▶ [Task description]
Look through the records and report how many lines include the word "SendMessagePayload", with no other words.

▶ [Input records]
┄┄┄┄┄┄
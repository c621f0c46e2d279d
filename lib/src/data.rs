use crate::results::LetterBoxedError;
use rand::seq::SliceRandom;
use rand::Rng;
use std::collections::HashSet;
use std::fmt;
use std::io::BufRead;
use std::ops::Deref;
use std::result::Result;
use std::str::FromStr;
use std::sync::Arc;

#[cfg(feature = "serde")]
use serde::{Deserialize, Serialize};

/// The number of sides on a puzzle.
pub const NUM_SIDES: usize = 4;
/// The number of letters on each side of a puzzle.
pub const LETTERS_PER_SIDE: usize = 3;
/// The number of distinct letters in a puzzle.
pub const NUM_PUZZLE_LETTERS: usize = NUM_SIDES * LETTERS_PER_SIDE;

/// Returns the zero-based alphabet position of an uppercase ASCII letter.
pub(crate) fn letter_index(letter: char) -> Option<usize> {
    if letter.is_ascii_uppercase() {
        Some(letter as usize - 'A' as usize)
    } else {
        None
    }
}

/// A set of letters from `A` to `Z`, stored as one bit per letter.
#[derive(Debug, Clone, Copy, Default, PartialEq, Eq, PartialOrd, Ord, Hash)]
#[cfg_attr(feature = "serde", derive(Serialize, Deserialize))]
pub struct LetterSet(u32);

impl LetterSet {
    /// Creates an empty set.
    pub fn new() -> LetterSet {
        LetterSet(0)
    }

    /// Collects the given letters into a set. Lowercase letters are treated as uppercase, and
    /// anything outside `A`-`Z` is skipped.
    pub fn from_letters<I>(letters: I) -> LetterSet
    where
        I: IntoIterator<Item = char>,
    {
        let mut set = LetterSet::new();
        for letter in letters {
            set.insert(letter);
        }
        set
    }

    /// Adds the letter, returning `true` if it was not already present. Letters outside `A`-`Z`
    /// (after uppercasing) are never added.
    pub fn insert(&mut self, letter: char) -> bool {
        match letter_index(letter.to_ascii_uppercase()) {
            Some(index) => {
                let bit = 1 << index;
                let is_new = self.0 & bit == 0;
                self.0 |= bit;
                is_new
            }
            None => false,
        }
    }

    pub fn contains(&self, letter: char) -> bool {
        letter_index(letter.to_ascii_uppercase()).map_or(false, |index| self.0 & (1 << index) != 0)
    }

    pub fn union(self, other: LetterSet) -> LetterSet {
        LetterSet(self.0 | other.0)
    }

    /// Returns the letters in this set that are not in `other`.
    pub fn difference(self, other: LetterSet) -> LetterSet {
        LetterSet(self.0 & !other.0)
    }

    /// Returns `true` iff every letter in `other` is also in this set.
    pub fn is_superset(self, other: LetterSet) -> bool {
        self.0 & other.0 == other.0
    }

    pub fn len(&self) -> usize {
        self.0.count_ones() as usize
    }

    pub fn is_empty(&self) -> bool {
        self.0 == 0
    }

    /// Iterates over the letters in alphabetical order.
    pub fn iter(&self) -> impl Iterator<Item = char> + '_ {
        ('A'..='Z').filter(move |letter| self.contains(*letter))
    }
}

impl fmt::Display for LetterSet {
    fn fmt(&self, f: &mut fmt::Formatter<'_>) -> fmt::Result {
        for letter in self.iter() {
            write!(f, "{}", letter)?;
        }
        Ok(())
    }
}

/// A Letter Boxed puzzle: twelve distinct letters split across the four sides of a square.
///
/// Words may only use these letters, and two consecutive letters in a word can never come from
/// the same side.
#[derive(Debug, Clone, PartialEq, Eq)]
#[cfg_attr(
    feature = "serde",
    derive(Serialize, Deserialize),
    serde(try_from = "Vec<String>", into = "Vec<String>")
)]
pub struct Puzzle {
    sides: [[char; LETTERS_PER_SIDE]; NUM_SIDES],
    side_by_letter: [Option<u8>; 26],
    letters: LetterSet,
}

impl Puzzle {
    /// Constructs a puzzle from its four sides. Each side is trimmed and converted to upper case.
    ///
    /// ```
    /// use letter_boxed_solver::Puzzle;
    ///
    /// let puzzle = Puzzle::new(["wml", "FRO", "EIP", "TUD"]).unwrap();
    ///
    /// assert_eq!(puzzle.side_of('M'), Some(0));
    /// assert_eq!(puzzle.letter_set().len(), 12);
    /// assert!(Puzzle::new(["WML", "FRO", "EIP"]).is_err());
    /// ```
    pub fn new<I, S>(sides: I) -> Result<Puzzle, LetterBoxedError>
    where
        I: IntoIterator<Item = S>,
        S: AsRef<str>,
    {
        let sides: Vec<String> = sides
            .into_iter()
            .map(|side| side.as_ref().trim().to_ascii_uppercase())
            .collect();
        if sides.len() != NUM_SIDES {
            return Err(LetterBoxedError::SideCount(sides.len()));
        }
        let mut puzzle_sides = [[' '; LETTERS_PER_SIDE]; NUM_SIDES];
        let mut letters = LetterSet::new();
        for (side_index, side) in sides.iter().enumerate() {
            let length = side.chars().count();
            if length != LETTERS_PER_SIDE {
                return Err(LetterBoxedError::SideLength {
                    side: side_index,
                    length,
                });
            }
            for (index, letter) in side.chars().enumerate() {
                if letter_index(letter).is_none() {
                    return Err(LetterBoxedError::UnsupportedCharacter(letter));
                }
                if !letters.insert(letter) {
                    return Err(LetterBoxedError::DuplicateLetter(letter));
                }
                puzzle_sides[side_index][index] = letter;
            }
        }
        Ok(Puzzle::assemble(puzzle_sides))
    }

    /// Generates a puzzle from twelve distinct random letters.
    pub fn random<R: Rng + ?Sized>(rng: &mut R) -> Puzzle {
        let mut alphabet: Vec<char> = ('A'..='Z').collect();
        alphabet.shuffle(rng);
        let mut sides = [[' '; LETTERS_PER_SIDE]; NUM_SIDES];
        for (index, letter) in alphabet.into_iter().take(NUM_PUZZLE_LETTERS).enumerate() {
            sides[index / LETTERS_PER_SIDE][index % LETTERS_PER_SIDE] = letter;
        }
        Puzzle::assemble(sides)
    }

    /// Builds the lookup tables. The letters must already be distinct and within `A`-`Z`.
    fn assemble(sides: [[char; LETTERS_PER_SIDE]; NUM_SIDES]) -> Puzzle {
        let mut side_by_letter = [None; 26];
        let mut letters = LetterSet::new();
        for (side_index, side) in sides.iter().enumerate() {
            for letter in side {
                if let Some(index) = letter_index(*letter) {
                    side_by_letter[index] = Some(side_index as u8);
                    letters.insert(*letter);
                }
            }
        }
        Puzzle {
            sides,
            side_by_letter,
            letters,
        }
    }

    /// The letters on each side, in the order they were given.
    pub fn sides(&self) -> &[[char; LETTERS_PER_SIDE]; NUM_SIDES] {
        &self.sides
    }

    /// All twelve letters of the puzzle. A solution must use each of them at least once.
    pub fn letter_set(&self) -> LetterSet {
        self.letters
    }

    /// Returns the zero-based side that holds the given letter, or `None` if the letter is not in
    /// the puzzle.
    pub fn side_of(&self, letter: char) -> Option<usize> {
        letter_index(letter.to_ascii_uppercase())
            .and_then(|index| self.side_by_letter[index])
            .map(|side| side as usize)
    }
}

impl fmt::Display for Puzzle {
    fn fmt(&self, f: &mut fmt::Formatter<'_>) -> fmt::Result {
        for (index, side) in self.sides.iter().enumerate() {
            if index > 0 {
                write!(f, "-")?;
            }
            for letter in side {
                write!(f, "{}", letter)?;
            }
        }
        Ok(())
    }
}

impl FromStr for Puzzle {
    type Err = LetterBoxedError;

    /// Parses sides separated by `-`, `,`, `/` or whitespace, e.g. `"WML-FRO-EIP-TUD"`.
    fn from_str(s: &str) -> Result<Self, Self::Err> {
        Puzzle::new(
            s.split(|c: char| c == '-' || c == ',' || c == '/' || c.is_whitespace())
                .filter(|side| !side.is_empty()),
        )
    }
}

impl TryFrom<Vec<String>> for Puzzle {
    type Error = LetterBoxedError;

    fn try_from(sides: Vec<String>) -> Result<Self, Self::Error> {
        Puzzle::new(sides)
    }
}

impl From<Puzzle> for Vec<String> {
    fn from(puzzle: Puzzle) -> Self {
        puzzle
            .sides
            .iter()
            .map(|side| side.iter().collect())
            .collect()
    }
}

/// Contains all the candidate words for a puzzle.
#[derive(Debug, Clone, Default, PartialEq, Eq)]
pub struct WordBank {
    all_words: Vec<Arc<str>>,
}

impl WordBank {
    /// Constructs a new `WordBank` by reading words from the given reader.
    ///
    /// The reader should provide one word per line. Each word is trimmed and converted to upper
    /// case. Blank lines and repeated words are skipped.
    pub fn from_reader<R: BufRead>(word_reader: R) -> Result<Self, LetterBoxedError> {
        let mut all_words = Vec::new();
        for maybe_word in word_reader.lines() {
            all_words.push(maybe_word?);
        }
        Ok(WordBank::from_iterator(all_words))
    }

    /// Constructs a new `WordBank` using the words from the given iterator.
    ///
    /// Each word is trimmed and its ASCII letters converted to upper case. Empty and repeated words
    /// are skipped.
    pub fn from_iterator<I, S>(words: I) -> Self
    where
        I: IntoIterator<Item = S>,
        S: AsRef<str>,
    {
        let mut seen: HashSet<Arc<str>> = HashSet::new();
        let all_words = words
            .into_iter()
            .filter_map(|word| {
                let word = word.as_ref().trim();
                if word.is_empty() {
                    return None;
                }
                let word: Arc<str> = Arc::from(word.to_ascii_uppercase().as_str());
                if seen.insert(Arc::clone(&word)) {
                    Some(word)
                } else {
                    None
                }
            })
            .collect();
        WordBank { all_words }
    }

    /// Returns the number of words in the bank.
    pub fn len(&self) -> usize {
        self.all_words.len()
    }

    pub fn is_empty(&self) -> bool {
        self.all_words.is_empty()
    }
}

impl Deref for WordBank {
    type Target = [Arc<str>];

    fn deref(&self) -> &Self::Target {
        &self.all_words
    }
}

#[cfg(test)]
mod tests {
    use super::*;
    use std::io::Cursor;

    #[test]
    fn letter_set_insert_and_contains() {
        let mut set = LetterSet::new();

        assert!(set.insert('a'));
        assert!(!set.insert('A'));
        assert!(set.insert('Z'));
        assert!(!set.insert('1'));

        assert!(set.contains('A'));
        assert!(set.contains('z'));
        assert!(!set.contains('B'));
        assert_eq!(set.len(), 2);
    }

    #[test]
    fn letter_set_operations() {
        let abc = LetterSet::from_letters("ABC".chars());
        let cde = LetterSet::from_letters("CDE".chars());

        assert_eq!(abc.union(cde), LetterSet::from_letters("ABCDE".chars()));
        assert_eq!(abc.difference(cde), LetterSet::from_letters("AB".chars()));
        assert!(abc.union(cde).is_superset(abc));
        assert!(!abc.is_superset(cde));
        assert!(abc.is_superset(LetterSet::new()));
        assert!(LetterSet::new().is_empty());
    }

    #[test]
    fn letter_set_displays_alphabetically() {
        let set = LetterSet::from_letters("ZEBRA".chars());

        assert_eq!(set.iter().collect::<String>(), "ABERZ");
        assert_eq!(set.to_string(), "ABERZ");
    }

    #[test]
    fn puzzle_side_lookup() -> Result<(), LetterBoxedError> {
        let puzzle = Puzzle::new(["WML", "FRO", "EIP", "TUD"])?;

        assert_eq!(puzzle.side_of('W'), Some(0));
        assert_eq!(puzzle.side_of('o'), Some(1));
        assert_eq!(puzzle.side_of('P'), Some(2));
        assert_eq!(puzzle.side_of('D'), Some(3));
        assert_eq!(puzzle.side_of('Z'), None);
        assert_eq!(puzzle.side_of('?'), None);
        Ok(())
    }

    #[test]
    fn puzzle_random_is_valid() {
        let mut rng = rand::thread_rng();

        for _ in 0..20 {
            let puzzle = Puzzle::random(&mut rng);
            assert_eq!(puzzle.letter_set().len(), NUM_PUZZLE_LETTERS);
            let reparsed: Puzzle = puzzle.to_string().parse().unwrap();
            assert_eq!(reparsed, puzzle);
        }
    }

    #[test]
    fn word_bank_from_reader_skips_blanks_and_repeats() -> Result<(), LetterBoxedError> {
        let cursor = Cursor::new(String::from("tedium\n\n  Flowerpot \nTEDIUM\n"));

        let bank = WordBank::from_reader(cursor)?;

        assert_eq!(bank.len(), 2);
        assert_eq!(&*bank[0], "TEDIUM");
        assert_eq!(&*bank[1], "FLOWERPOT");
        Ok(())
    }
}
┄┄┄┄┄┄
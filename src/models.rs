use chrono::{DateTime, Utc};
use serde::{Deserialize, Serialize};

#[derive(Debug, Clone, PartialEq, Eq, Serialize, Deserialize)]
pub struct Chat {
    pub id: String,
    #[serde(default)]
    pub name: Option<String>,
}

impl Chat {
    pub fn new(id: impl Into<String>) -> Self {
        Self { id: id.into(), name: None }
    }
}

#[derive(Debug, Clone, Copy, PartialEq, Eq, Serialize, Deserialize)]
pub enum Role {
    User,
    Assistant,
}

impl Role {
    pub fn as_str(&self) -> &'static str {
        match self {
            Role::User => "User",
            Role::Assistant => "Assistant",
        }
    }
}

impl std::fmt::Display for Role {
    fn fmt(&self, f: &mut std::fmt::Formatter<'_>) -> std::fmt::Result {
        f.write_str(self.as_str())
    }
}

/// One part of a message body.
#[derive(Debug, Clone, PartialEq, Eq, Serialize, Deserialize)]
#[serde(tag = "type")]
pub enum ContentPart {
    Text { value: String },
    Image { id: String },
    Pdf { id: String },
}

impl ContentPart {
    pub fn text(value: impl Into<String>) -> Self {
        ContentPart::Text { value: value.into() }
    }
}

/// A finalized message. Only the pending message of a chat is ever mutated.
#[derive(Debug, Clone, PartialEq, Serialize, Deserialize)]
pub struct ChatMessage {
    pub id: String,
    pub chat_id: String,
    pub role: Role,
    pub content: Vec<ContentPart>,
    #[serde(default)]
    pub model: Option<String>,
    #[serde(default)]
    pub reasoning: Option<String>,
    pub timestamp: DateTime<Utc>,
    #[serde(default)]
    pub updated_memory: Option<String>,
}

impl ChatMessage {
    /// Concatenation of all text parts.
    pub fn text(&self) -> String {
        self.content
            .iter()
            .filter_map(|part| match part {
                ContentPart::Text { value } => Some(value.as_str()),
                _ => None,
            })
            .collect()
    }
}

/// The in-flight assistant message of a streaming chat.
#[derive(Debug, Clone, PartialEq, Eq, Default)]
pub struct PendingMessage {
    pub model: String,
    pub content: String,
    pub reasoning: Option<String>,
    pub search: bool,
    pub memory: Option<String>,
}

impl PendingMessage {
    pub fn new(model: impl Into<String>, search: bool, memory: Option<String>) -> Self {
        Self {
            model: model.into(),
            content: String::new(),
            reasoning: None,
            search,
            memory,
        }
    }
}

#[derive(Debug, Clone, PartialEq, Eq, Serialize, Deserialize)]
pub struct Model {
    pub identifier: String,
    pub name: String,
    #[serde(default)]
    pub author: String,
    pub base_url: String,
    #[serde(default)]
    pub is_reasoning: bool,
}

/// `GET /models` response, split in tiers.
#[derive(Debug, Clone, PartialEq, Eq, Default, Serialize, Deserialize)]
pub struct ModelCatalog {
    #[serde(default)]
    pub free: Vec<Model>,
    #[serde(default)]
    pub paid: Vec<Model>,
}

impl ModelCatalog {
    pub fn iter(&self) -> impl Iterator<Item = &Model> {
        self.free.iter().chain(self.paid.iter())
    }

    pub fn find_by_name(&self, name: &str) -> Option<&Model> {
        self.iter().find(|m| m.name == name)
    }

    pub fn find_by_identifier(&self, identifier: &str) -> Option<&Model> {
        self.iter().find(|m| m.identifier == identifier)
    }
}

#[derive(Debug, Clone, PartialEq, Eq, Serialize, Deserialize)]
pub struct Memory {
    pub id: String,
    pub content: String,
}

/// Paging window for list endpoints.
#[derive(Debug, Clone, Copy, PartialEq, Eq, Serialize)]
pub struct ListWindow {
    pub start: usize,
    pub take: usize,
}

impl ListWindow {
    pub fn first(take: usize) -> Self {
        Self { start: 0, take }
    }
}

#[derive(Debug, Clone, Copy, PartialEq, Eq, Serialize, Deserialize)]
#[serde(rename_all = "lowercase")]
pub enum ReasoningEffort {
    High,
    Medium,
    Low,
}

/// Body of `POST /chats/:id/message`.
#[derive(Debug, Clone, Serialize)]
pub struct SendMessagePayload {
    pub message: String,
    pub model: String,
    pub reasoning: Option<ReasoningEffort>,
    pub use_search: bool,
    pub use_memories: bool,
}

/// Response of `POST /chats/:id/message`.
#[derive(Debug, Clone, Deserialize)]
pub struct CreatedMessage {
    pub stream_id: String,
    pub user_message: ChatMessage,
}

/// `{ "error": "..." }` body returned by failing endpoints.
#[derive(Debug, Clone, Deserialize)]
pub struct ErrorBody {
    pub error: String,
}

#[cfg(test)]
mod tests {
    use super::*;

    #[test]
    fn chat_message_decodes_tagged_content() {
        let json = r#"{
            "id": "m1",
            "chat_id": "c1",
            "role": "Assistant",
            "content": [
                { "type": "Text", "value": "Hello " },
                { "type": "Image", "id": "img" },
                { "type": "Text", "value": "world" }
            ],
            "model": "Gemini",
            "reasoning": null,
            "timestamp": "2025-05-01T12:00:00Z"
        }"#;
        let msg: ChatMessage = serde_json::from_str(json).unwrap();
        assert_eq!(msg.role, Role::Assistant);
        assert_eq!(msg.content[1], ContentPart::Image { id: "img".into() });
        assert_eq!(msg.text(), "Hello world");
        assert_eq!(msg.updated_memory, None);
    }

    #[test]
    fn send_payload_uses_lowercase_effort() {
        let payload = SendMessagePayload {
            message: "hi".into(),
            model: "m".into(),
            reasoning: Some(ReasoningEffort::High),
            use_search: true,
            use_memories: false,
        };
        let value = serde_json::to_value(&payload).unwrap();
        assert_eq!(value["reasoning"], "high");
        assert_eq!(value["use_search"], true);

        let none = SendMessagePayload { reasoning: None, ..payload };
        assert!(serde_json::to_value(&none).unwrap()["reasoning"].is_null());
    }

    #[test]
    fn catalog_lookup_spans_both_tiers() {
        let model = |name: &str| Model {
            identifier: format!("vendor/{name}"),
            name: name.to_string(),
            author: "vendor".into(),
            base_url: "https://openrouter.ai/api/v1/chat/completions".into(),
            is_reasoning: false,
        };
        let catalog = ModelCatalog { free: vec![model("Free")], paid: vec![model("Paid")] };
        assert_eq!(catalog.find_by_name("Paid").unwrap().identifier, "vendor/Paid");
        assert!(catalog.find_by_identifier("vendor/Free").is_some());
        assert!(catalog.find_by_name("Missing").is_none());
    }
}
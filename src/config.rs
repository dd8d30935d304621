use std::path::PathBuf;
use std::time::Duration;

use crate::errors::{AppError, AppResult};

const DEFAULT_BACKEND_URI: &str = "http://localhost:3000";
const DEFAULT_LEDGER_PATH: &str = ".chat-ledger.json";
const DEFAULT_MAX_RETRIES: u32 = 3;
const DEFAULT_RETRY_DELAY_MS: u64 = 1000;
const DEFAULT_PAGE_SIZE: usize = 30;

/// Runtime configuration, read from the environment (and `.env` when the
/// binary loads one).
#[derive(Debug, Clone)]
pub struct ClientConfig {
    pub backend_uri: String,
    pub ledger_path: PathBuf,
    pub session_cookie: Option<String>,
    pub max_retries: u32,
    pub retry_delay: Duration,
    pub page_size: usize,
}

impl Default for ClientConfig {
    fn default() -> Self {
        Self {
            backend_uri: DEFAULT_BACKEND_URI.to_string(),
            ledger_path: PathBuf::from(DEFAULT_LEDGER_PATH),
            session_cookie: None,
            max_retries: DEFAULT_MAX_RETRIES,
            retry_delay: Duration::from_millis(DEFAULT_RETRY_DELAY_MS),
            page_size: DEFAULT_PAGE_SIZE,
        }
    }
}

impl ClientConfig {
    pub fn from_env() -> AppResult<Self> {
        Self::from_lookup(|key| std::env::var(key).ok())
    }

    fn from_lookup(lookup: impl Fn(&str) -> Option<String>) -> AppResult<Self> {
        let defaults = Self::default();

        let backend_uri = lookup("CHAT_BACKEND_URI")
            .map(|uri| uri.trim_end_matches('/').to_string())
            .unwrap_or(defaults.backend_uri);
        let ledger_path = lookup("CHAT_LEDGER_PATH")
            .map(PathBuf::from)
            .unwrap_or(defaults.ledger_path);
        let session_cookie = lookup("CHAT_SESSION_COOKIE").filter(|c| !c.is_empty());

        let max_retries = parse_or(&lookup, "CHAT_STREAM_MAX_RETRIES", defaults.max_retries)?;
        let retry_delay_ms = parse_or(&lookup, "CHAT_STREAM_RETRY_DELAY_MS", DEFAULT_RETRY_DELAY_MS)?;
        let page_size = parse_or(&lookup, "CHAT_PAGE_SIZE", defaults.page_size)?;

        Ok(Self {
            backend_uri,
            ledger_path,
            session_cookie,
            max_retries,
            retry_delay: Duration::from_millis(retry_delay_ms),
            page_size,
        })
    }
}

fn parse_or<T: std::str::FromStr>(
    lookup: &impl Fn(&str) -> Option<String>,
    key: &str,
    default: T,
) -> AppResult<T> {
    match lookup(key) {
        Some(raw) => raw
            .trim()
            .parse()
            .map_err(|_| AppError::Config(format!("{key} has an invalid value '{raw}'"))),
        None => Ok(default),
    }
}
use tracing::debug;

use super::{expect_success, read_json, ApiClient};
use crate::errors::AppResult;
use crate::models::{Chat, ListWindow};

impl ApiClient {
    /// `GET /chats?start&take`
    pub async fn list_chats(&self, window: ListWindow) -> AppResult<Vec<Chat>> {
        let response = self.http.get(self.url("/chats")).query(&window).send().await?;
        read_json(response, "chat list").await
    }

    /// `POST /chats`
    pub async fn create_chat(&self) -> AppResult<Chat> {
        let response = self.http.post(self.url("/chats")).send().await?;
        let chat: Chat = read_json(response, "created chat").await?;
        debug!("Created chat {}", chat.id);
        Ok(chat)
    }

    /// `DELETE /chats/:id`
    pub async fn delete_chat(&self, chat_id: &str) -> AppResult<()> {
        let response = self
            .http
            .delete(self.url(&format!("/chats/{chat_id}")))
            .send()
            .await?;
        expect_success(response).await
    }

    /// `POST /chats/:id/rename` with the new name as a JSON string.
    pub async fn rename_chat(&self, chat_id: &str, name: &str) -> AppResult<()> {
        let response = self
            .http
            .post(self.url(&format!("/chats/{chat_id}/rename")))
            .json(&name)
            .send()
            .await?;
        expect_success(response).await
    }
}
┄┄┄┄┄┄
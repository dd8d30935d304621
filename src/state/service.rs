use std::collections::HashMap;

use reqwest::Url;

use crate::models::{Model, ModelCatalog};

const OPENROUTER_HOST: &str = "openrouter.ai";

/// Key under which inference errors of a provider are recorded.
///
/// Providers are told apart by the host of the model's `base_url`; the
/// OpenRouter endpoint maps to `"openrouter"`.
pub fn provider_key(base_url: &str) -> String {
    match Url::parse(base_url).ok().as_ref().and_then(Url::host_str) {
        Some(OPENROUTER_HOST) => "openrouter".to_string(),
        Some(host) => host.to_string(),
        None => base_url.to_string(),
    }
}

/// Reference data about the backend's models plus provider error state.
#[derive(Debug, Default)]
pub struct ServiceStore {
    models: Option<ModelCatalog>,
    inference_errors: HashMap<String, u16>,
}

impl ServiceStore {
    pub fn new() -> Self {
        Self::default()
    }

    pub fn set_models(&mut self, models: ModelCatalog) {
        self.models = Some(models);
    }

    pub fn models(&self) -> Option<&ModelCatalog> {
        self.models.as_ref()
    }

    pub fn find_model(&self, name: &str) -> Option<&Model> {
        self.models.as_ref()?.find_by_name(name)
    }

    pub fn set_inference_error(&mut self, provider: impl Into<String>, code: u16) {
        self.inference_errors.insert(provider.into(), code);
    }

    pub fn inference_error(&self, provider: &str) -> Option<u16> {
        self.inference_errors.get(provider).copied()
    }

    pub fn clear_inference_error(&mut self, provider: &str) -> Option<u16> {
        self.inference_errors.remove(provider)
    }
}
┄┄┄┄┄┄
▶ [Response to the exercise]
3